Most anticipate inheriting cash and real estate, with some citing investments and business assets. Notably, 61% have already spoken with their parents or seen legal documents about an expected inheritance.
Yet the optimism is tempered by strain; 53% expect to shoulder financial responsibilities for ageing parents, while 60% already feel anxious about the burden. For some, the expectation of inheritance shapes present behaviour, from taking on more debt to feeling less urgency to save.
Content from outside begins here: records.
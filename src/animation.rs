use crate::error::{Error, Result};
use crate::simulation::Action;
use std::time::{Duration, Instant};

pub const MIN_FPS: u32 = 1;
pub const MAX_FPS: u32 = 60;

/// Emits `Tick` actions at a target rate from a free-running frame callback.
///
/// The host calls [`AnimationDriver::poll`] at whatever cadence it refreshes.
/// Once more than one frame interval has passed since the last accepted
/// step, one tick is emitted and the reference time is moved to
/// `now - (elapsed % interval)`, so refresh jitter does not accumulate into
/// drift. At most one tick is emitted per poll.
#[derive(Debug, Clone)]
pub struct AnimationDriver {
    target_fps: u32,
    frame_interval: Duration,
    /// Last accepted step; `None` while stopped
    then: Option<Instant>,
    started_at: Option<Instant>,
}

impl AnimationDriver {
    pub fn new(target_fps: u32) -> Result<Self> {
        Ok(Self {
            target_fps,
            frame_interval: frame_interval(target_fps)?,
            then: None,
            started_at: None,
        })
    }

    pub fn target_fps(&self) -> u32 {
        self.target_fps
    }

    pub fn frame_interval(&self) -> Duration {
        self.frame_interval
    }

    pub fn is_running(&self) -> bool {
        self.then.is_some()
    }

    /// When the driver was last started
    pub fn started_at(&self) -> Option<Instant> {
        self.started_at
    }

    /// Start emitting ticks, measuring from `now`. Restarting a running
    /// driver resets its reference time.
    pub fn start(&mut self, now: Instant) {
        self.then = Some(now);
        self.started_at = Some(now);
    }

    /// Stop emitting ticks. Safe to call when already stopped.
    pub fn stop(&mut self) {
        self.then = None;
    }

    /// Change the target rate. A running driver is stopped and restarted at
    /// `now` so the remainder carried from the old interval is discarded.
    pub fn set_target_fps(&mut self, fps: u32, now: Instant) -> Result<()> {
        let interval = frame_interval(fps)?;
        let was_running = self.is_running();
        self.stop();
        self.target_fps = fps;
        self.frame_interval = interval;
        if was_running {
            self.start(now);
        }
        Ok(())
    }

    /// Frame callback. Returns a tick when one is due.
    pub fn poll(&mut self, now: Instant) -> Option<Action> {
        let then = self.then?;
        let elapsed = now.saturating_duration_since(then);
        if elapsed <= self.frame_interval {
            return None;
        }
        let remainder = elapsed.as_nanos() % self.frame_interval.as_nanos();
        self.then = Some(now - Duration::from_nanos(remainder as u64));
        Some(Action::Tick)
    }
}

/// Validate a target rate and convert it to a frame interval
pub fn frame_interval(fps: u32) -> Result<Duration> {
    if !(MIN_FPS..=MAX_FPS).contains(&fps) {
        return Err(Error::InvalidFrameRate(fps));
    }
    Ok(Duration::from_nanos(1_000_000_000 / fps as u64))
}
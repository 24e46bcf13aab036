use crate::grid::Cell;

/// A named stamp pattern, as offsets from its own origin at (0, 0)
#[derive(Debug, Clone, PartialEq, Eq)]
pub struct Shape {
    pub name: String,
    pub offsets: Vec<Cell>,
}

impl Shape {
    /// Offsets are given as (x, y): horizontal first, then vertical
    pub fn new(name: impl Into<String>, offsets: &[(i32, i32)]) -> Self {
        Self {
            name: name.into(),
            offsets: offsets.iter().map(|&(x, y)| Cell::new(y, x)).collect(),
        }
    }

    /// Shape offsets translated so that the origin lands on `anchor`
    pub fn translate(&self, anchor: Cell) -> Vec<Cell> {
        self.offsets.iter().map(|&offset| anchor.offset(offset)).collect()
    }
}

/// `n` colinear cells (0,0)..(n-1,0) in (x, y), a horizontal line
pub fn line(n: usize) -> Vec<Cell> {
    (0..n as i32).map(|x| Cell::new(0, x)).collect()
}

/// The fixed set of shapes available to the placement tool
#[derive(Debug, Clone)]
pub struct ShapeCatalog {
    shapes: Vec<Shape>,
}

const EMPTY: &[Cell] = &[];

impl ShapeCatalog {
    /// Build the catalog for a grid with `rows` rows. The line shape is as
    /// long as half the grid height.
    pub fn new(rows: usize) -> Self {
        let shapes = vec![
            Shape::new("single", &[(0, 0)]),
            Shape::new("box", &[(0, 0), (1, 0), (0, 1), (1, 1)]),
            Shape::new("glider", &[(0, 0), (2, 0), (1, 1), (2, 1), (1, 2)]),
            Shape {
                name: "line".to_string(),
                offsets: line(rows / 2),
            },
        ];
        Self { shapes }
    }

    /// Offsets for a shape name. Unknown names give an empty shape, since the
    /// name comes from a UI control that may briefly hold anything.
    pub fn lookup(&self, name: &str) -> &[Cell] {
        self.find(name).map_or(EMPTY, |shape| shape.offsets.as_slice())
    }

    /// Find a shape by name
    pub fn find(&self, name: &str) -> Option<&Shape> {
        self.shapes.iter().find(|shape| shape.name == name)
    }

    pub fn contains(&self, name: &str) -> bool {
        self.find(name).is_some()
    }

    /// Shape names for display, in catalog order
    pub fn names(&self) -> Vec<&str> {
        self.shapes.iter().map(|shape| shape.name.as_str()).collect()
    }

    /// Name following `name` in catalog order, wrapping around.
    /// Unknown names start from the first shape.
    pub fn next_name(&self, name: &str) -> &str {
        match self.shapes.iter().position(|shape| shape.name == name) {
            Some(idx) => &self.shapes[(idx + 1) % self.shapes.len()].name,
            None => &self.shapes[0].name,
        }
    }

    /// Name preceding `name` in catalog order, wrapping around
    pub fn prev_name(&self, name: &str) -> &str {
        let len = self.shapes.len();
        match self.shapes.iter().position(|shape| shape.name == name) {
            Some(idx) => &self.shapes[(idx + len - 1) % len].name,
            None => &self.shapes[len - 1].name,
        }
    }
}

#[cfg(test)]
mod tests {
    use super::*;

    #[test]
    fn test_builtin_shapes() {
        let catalog = ShapeCatalog::new(250);
        assert_eq!(catalog.names(), vec!["single", "box", "glider", "line"]);
        assert_eq!(catalog.lookup("single"), &[Cell::new(0, 0)]);
        assert_eq!(catalog.lookup("box").len(), 4);
        assert_eq!(catalog.lookup("glider").len(), 5);
    }

    #[test]
    fn test_line_is_horizontal_and_half_grid_height() {
        let catalog = ShapeCatalog::new(250);
        let line = catalog.lookup("line");
        assert_eq!(line.len(), 125);
        assert_eq!(line[0], Cell::new(0, 0));
        assert_eq!(line[124], Cell::new(0, 124));
        assert!(line.iter().all(|c| c.row == 0));

        assert_eq!(ShapeCatalog::new(9).lookup("line").len(), 4);
    }

    #[test]
    fn test_unknown_shape_is_empty() {
        let catalog = ShapeCatalog::new(10);
        assert!(catalog.lookup("spaceship").is_empty());
        assert!(catalog.lookup("").is_empty());
        assert!(!catalog.contains("Box"));
    }

    #[test]
    fn test_glider_offsets_are_x_first() {
        let catalog = ShapeCatalog::new(10);
        // (2, 0) is two cells to the right of the origin
        assert_eq!(catalog.lookup("glider")[1], Cell::new(0, 2));
    }

    #[test]
    fn test_translate() {
        let catalog = ShapeCatalog::new(10);
        let boxed = catalog.find("box").unwrap();
        assert_eq!(
            boxed.translate(Cell::new(3, 7)),
            vec![Cell::new(3, 7), Cell::new(3, 8), Cell::new(4, 7), Cell::new(4, 8)]
        );
    }

    #[test]
    fn test_name_cycling() {
        let catalog = ShapeCatalog::new(10);
        assert_eq!(catalog.next_name("single"), "box");
        assert_eq!(catalog.next_name("line"), "single");
        assert_eq!(catalog.prev_name("single"), "line");
        assert_eq!(catalog.prev_name("glider"), "box");
        assert_eq!(catalog.next_name("bogus"), "single");
    }
}
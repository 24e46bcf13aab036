mod animation;
mod app;
mod braille;
mod config;
mod error;
mod grid;
mod input;
mod settings;
mod shapes;
mod simulation;
mod snapshot;
mod surface;
mod ui;

use app::App;
use clap::Parser;
use config::AppConfig;
use crossterm::{
    event::{DisableFocusChange, DisableMouseCapture, EnableFocusChange, EnableMouseCapture},
    execute,
    terminal::{disable_raw_mode, enable_raw_mode, EnterAlternateScreen, LeaveAlternateScreen},
};
use input::{InputSource, TerminalInput};
use ratatui::{backend::CrosstermBackend, Terminal};
use settings::SimulationSettings;
use std::fs::File;
use std::io;
use std::path::{Path, PathBuf};
use std::time::{Duration, Instant};

#[derive(Parser, Debug)]
#[command(name = "life-simulation")]
#[command(about = "Interactive Conway's Game of Life in the terminal")]
struct Args {
    /// Grid rows and columns (the grid is square)
    #[arg(long)]
    size: Option<usize>,

    /// Generations per second while playing (1-60)
    #[arg(long)]
    fps: Option<u32>,

    /// Initially selected shape (single, box, glider, line)
    #[arg(long)]
    shape: Option<String>,

    /// PNG snapshot width in pixels
    #[arg(long = "surface-width")]
    surface_width: Option<u32>,

    /// PNG snapshot height in pixels
    #[arg(long = "surface-height")]
    surface_height: Option<u32>,

    /// Settings file to load instead of the default location
    #[arg(long)]
    config: Option<PathBuf>,

    /// Directory PNG snapshots are written to
    #[arg(long = "snapshot-dir", default_value = ".")]
    snapshot_dir: PathBuf,

    /// Write logs to this file (RUST_LOG controls the level, default info)
    #[arg(long = "log-file")]
    log_file: Option<PathBuf>,
}

impl Args {
    /// CLI flags override whatever the config file provided
    fn apply(&self, settings: &mut SimulationSettings) {
        if let Some(size) = self.size {
            settings.grid_size = size;
        }
        if let Some(fps) = self.fps {
            settings.target_fps = fps.clamp(animation::MIN_FPS, animation::MAX_FPS);
        }
        if let Some(shape) = &self.shape {
            settings.default_shape = shape.to_lowercase();
        }
        if let Some(width) = self.surface_width {
            settings.surface_width = width;
        }
        if let Some(height) = self.surface_height {
            settings.surface_height = height;
        }
    }
}

fn init_logging(path: &Path) -> io::Result<()> {
    let file = File::create(path)?;
    env_logger::Builder::from_env(env_logger::Env::default().default_filter_or("info"))
        .target(env_logger::Target::Pipe(Box::new(file)))
        .init();
    Ok(())
}

/// Settings from `--config`, else from the default location when present,
/// else built-in defaults
fn load_config(explicit: Option<&Path>, default_path: Option<&Path>) -> error::Result<AppConfig> {
    match (explicit, default_path) {
        (Some(path), _) => AppConfig::load_from_file(path),
        (None, Some(path)) if path.exists() => AppConfig::load_from_file(path),
        _ => Ok(AppConfig::default()),
    }
}

fn main() -> Result<(), Box<dyn std::error::Error>> {
    let args = Args::parse();

    if let Some(path) = &args.log_file {
        init_logging(path)?;
    }

    let default_path = AppConfig::default_path().ok();
    let mut settings = load_config(args.config.as_deref(), default_path.as_deref())?.settings;
    args.apply(&mut settings);

    // Misconfiguration fails here, before the terminal is touched
    let mut app = App::new(settings, args.snapshot_dir.clone())?;
    app.config_path = args.config.clone().or(default_path);
    log::info!(
        "Starting: {}x{} grid, {} fps, shape '{}'",
        app.settings.grid_size,
        app.settings.grid_size,
        app.settings.target_fps,
        app.selector
    );

    let mut input = TerminalInput::new(
        app.shapes.clone(),
        app.selector.clone(),
        app.driver.target_fps(),
    );

    // Setup terminal
    enable_raw_mode()?;
    let mut stdout = io::stdout();
    execute!(stdout, EnterAlternateScreen, EnableMouseCapture, EnableFocusChange)?;
    let backend = CrosstermBackend::new(stdout);
    let mut terminal = Terminal::new(backend)?;

    // Run the app
    let res = run_app(&mut terminal, &mut app, &mut input);

    // Cleanup
    disable_raw_mode()?;
    execute!(
        terminal.backend_mut(),
        DisableFocusChange,
        DisableMouseCapture,
        LeaveAlternateScreen
    )?;
    terminal.show_cursor()?;

    if let Err(err) = res {
        log::error!("Terminal error: {}", err);
        eprintln!("Error: {:?}", err);
    }

    Ok(())
}

fn run_app<B: ratatui::backend::Backend, I: InputSource>(
    terminal: &mut Terminal<B>,
    app: &mut App,
    input: &mut I,
) -> io::Result<()> {
    // Refresh cadence; the animation driver decides when a generation is due
    const FRAME_DURATION: Duration = Duration::from_millis(16);

    loop {
        // Render current state
        let frame = terminal.draw(|frame| ui::render(frame, app))?;
        input.set_canvas(ui::get_canvas_area(frame.area));

        // Poll for events with timeout
        if let Some(event) = input.next_event(FRAME_DURATION)? {
            if !app.handle_event(event, Instant::now()) {
                return Ok(());
            }
        }

        app.on_frame(Instant::now());
    }
}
For more insights on the redistribution of wealth and cross-generational mindsets on spending, read our The Great Wealth Transfer macrotrend report.
Strategic opportunity
In anticipation of The Great Wealth transfer, develop products and services that help younger consumers balance optimism and anxiety around inheritance by developing financial tools, wellbeing support and guidance for cross-generational planning.